* Work item *
Find the lines of data that contain the string "Deserialize", then list them.

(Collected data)
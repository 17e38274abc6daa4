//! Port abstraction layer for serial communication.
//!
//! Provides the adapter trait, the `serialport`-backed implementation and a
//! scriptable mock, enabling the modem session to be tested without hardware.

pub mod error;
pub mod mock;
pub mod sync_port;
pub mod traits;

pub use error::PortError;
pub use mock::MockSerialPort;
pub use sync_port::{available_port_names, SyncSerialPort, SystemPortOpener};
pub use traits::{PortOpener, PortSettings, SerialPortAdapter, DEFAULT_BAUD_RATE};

* * *

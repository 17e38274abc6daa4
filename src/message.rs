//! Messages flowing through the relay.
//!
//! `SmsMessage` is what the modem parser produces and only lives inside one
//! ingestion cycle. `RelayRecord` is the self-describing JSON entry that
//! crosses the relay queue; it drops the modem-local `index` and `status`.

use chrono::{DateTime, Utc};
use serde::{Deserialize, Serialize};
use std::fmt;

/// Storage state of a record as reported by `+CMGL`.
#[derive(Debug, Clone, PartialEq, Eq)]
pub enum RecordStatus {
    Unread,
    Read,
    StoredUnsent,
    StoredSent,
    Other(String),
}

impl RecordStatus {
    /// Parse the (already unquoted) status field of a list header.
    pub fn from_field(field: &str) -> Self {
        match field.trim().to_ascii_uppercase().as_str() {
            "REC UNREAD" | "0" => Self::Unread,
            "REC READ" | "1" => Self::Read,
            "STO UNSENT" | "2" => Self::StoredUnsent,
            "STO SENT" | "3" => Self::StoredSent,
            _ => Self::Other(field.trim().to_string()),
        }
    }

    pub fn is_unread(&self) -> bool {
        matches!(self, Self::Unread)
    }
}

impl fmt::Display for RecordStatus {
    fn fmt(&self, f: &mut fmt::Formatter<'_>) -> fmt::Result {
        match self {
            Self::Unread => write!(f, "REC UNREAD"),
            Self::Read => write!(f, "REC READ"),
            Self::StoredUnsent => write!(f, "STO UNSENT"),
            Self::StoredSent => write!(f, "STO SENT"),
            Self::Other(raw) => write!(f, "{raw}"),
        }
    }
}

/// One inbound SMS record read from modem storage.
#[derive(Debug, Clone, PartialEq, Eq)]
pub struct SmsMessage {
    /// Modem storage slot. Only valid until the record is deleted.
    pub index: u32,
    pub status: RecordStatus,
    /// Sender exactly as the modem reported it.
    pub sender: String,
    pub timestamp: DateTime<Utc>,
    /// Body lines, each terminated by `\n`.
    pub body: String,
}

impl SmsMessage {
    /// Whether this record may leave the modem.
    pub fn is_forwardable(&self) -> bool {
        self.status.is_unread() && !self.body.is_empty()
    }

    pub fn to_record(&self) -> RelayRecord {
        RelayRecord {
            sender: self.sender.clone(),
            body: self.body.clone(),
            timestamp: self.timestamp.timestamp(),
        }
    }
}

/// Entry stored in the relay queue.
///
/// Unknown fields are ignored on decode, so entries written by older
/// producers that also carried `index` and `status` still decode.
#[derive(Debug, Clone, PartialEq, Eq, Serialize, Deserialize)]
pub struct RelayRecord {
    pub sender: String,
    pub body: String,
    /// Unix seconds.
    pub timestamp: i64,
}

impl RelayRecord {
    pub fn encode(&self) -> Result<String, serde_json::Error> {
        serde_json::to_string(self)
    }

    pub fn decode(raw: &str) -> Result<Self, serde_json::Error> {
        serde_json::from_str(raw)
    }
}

* Problem solution *
use serde::{Deserialize, Serialize};
#[derive(Debug, Clone, PartialEq, Eq, Serialize, Deserialize)]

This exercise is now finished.